### Try it:
The expected output is a copy of every line in the records with the string "lname".

### Dataset records:
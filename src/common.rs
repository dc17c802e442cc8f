// Copyright 2025 the Geom2d Authors
// SPDX-License-Identifier: Apache-2.0 OR MIT

//! Common mathematical operations and shared constants.

#![allow(missing_docs)]

/// Defines a trait that chooses between libstd or libm implementations of float methods.
macro_rules! define_float_funcs {
    ($(
        fn $name:ident(self $(,$arg:ident: $arg_ty:ty)*) -> $ret:ty
        => $lname:ident;
    )+) => {
        #[cfg(not(feature = "std"))]
        pub(crate) trait FloatFuncs : Sized {
            $(fn $name(self $(,$arg: $arg_ty)*) -> $ret;)+
        }

        #[cfg(not(feature = "std"))]
        impl FloatFuncs for f64 {
            $(fn $name(self $(,$arg: $arg_ty)*) -> $ret {
                #[cfg(feature = "libm")]
                return libm::$lname(self $(,$arg as _)*);

                #[cfg(not(feature = "libm"))]
                compile_error!("geom2d requires either the `std` or `libm` feature")
            })+
        }
    }
}

define_float_funcs! {
    fn abs(self) -> Self => fabs;
    fn atan2(self, other: Self) -> Self => atan2;
    fn copysign(self, sign: Self) -> Self => copysign;
    fn hypot(self, other: Self) -> Self => hypot;
    fn sin_cos(self) -> (Self, Self) => sincos;
    fn sqrt(self) -> Self => sqrt;
}

/// The flatness used when curves are approximated by line segments for
/// crossing tests, bounding boxes, lengths and distances.
pub const SPLINE_APPROXIMATION_RATIO: f64 = 0.1;

/// Clamp `value` into `[min, max]`.
///
/// Unlike [`f64::clamp`], this does not panic when `min > max`; `max` wins in
/// that case. NaN passes through.
#[inline]
pub fn clamp(value: f64, min: f64, max: f64) -> f64 {
    if value < min {
        min
    } else if value > max {
        max
    } else {
        value
    }
}

/// Cohen–Sutherland region code: inside the rectangle.
pub const COHEN_SUTHERLAND_INSIDE: u8 = 0;
/// Cohen–Sutherland region code: left of the rectangle.
pub const COHEN_SUTHERLAND_LEFT: u8 = 1;
/// Cohen–Sutherland region code: right of the rectangle.
pub const COHEN_SUTHERLAND_RIGHT: u8 = 2;
/// Cohen–Sutherland region code: below the rectangle (smaller y).
pub const COHEN_SUTHERLAND_BOTTOM: u8 = 4;
/// Cohen–Sutherland region code: above the rectangle (larger y).
pub const COHEN_SUTHERLAND_TOP: u8 = 8;

/// Compute the Cohen–Sutherland region code of a point relative to the
/// rectangle `[x0, x1] × [y0, y1]`.
#[inline]
pub fn cohen_sutherland_code(px: f64, py: f64, x0: f64, y0: f64, x1: f64, y1: f64) -> u8 {
    let mut code = COHEN_SUTHERLAND_INSIDE;
    if px < x0 {
        code |= COHEN_SUTHERLAND_LEFT;
    } else if px > x1 {
        code |= COHEN_SUTHERLAND_RIGHT;
    }
    if py < y0 {
        code |= COHEN_SUTHERLAND_BOTTOM;
    } else if py > y1 {
        code |= COHEN_SUTHERLAND_TOP;
    }
    code
}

### Response for this exercise:
        => $lname:ident;
                return libm::$lname(self $(,$arg as _)*);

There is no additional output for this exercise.